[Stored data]
##############################

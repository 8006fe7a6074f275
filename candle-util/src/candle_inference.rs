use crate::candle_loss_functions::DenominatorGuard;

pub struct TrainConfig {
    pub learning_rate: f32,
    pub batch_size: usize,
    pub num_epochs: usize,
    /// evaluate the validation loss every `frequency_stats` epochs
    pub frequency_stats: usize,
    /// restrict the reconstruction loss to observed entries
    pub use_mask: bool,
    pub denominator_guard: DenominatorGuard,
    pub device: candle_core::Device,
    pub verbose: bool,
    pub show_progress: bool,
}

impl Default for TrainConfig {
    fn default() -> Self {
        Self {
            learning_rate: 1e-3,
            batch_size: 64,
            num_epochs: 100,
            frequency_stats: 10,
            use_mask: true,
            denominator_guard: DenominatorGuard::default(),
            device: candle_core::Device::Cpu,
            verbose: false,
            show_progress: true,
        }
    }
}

##############################

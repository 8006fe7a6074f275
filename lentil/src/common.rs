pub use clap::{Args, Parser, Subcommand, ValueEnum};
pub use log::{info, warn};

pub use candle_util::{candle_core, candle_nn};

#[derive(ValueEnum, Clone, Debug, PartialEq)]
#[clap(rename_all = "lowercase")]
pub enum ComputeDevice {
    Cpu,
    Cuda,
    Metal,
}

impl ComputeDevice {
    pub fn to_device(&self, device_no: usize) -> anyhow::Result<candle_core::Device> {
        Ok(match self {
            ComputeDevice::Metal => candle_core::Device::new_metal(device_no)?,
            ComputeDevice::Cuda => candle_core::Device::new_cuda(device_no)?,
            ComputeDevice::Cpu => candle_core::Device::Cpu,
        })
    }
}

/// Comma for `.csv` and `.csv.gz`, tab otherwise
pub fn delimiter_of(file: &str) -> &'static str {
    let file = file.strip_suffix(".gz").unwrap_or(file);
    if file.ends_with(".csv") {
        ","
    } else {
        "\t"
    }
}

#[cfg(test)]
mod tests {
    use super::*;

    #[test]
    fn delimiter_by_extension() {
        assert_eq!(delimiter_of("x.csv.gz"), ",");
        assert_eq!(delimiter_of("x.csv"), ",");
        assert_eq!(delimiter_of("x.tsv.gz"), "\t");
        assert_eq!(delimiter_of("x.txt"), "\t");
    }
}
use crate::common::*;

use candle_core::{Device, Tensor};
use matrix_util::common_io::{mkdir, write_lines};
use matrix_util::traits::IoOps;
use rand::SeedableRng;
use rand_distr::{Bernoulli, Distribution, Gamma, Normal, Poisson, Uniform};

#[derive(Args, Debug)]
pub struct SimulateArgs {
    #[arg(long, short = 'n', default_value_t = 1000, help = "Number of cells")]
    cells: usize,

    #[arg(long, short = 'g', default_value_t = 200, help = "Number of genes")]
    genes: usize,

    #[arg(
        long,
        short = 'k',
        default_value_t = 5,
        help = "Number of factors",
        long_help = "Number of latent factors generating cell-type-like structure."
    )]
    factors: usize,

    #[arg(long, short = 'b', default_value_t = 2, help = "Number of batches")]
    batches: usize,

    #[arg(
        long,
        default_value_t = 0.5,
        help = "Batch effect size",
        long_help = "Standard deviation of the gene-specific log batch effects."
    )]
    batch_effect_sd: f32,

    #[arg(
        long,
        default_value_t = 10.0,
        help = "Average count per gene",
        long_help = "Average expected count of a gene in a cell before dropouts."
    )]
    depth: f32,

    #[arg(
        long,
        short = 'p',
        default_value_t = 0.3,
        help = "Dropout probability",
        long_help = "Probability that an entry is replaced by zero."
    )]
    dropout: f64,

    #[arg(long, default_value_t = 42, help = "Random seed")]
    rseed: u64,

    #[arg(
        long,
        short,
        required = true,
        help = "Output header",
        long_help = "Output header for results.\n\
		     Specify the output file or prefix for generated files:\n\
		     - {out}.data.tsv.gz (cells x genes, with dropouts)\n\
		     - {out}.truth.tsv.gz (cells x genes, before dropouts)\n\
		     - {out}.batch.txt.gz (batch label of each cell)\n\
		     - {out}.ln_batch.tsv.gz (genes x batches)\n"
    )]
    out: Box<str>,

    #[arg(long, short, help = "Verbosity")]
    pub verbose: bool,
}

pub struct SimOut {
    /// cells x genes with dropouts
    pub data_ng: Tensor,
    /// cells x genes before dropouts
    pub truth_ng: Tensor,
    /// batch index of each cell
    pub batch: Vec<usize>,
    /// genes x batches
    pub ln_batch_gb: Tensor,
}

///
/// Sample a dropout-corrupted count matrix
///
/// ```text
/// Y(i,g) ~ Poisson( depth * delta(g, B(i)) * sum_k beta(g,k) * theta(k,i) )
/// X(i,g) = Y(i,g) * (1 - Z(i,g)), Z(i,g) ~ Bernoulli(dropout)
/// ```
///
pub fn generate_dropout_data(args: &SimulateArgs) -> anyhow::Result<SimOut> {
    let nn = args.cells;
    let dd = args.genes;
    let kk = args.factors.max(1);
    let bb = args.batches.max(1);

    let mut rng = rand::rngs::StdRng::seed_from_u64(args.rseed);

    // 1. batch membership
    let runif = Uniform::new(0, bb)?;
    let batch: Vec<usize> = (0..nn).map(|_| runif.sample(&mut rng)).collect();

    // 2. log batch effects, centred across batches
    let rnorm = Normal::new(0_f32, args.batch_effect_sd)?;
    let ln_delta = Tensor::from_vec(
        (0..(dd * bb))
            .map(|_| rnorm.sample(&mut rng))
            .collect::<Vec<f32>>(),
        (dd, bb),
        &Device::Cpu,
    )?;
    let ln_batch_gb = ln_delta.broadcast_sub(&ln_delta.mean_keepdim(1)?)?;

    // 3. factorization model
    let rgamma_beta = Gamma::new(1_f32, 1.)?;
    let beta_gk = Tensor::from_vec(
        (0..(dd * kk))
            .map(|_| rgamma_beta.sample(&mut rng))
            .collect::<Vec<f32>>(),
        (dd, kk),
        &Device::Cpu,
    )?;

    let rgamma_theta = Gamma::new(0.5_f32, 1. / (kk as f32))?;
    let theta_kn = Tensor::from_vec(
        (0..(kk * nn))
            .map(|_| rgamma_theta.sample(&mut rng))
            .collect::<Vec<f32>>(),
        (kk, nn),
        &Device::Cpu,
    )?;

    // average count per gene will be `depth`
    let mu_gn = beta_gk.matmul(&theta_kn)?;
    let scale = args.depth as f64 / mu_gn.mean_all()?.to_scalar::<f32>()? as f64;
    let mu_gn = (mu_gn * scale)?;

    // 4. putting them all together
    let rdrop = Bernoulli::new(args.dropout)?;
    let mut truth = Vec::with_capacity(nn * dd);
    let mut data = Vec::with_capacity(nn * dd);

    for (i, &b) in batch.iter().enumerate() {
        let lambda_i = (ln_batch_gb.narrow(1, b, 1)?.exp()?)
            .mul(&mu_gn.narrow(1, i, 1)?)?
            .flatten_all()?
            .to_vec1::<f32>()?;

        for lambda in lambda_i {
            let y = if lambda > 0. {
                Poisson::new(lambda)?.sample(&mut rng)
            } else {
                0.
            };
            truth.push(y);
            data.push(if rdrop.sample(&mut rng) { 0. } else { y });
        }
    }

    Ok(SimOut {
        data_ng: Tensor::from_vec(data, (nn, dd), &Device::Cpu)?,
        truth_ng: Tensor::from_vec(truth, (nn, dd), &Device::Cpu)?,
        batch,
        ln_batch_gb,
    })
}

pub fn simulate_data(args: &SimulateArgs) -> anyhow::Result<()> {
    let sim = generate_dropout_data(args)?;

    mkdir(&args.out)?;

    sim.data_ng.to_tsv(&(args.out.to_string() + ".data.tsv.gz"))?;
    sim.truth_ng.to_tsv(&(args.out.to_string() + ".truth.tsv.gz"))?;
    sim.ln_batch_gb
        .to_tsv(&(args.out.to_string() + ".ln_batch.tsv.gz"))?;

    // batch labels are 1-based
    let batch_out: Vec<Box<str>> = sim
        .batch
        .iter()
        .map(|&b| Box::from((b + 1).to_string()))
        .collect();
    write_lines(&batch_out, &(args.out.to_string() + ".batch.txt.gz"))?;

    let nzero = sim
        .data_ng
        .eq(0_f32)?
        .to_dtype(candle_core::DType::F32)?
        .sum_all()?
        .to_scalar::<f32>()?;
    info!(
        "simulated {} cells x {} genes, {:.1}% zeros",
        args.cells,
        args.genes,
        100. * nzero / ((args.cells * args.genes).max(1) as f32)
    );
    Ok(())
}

##############################

(TASK OBJECTIVE):
Look over the entries above. Copy every line that contains the word "mkdir".

(OUTPUT FOR THIS TASK):
use matrix_util::common_io::{mkdir, write_lines};
    mkdir(&args.out)?;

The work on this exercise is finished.